BRIEF:
Where the string "TourResponse" appears in a line of the data, show that line.

** DATASET follows **

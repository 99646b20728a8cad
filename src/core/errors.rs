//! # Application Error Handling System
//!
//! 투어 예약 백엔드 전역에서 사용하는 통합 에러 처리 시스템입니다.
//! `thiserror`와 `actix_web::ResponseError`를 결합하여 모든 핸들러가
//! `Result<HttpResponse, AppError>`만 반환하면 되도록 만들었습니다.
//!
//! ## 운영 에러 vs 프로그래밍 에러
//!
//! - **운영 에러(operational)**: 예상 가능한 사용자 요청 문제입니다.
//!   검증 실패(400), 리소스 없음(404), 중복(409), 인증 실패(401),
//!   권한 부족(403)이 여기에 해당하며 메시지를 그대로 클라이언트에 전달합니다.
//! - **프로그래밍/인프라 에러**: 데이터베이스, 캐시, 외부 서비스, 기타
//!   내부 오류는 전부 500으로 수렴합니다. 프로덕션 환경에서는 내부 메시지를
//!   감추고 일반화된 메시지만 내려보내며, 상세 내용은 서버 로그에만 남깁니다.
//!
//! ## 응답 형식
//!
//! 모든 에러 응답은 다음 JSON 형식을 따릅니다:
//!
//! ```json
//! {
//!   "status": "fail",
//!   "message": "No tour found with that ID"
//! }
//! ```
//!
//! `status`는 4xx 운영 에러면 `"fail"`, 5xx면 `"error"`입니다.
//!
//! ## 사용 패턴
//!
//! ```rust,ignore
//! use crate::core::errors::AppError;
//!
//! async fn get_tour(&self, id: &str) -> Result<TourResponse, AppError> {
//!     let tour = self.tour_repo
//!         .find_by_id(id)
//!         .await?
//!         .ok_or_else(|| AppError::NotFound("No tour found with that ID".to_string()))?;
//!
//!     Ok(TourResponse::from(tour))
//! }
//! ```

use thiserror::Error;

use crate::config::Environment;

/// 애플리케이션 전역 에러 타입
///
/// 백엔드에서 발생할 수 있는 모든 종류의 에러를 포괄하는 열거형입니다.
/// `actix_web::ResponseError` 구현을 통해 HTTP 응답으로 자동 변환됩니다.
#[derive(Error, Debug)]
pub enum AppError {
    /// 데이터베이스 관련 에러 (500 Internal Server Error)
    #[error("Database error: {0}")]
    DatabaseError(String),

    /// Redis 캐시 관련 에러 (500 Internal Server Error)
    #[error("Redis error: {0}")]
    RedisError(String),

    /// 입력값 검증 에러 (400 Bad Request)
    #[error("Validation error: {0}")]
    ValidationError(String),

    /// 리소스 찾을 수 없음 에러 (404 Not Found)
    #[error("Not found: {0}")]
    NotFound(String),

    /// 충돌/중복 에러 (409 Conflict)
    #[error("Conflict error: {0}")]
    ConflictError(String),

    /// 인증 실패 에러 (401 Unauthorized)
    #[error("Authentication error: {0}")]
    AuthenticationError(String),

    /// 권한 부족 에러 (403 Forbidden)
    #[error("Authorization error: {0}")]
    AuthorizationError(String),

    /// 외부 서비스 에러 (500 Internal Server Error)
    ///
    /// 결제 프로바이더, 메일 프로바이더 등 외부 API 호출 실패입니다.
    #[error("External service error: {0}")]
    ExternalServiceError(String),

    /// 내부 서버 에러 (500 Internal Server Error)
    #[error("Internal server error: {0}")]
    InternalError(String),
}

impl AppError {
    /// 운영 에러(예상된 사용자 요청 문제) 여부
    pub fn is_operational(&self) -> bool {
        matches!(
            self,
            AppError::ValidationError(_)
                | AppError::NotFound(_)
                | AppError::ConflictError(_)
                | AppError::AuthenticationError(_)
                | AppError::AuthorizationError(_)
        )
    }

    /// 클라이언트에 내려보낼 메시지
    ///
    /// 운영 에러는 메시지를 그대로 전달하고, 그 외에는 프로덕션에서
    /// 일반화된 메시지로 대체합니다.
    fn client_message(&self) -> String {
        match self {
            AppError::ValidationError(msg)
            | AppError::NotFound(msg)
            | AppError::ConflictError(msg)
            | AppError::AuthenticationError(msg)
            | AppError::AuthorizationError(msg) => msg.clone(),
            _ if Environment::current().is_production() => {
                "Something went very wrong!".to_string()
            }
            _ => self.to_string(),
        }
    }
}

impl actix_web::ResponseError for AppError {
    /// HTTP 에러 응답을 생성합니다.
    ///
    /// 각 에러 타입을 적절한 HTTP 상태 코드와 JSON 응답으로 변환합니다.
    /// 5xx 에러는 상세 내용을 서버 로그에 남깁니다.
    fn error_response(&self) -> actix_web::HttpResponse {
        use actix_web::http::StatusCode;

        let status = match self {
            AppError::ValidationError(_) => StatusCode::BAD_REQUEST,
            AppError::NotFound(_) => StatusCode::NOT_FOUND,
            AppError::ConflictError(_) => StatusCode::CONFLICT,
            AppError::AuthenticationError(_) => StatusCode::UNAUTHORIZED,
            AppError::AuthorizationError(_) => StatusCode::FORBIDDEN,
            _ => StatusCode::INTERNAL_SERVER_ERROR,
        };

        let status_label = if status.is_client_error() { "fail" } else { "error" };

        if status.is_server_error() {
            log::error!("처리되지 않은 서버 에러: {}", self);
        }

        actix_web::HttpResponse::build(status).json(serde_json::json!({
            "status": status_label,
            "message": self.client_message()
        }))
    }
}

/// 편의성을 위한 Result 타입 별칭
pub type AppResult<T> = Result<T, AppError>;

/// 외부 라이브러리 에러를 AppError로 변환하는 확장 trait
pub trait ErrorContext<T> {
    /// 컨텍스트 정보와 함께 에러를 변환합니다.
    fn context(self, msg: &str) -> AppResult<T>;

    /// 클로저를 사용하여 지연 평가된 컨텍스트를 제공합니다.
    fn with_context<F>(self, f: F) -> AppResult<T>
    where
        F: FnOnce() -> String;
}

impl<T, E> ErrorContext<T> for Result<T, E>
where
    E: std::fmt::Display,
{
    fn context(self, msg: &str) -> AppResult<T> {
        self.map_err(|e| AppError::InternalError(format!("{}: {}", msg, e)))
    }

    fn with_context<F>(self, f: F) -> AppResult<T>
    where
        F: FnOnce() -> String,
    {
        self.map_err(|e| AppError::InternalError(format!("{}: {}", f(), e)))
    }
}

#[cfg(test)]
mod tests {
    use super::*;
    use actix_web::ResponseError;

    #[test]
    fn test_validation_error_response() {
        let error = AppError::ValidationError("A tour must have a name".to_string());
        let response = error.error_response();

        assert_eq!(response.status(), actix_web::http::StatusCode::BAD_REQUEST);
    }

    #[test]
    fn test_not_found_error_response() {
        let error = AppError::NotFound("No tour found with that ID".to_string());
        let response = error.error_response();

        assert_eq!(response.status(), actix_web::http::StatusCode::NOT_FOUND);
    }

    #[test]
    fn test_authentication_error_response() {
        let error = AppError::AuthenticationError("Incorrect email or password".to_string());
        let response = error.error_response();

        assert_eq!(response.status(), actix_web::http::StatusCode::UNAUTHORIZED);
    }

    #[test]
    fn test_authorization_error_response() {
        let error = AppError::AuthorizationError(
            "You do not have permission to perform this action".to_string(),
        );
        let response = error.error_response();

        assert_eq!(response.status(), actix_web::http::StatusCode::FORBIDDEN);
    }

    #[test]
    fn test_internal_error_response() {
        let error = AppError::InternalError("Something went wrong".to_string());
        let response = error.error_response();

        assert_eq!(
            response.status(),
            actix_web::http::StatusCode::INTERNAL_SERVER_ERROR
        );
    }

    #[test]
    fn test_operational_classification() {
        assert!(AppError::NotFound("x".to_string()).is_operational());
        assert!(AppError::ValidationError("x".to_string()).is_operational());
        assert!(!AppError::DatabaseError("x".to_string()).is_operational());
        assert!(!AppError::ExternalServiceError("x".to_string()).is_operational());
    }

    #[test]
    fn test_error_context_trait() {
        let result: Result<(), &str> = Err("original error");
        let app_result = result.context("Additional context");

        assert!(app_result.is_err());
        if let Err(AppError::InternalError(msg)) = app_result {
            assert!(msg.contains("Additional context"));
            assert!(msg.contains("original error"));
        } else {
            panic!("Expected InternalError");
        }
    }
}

** End of DATASET **

EXERCISE SOLUTION:
//! async fn get_tour(&self, id: &str) -> Result<TourResponse, AppError> {
//!     Ok(TourResponse::from(tour))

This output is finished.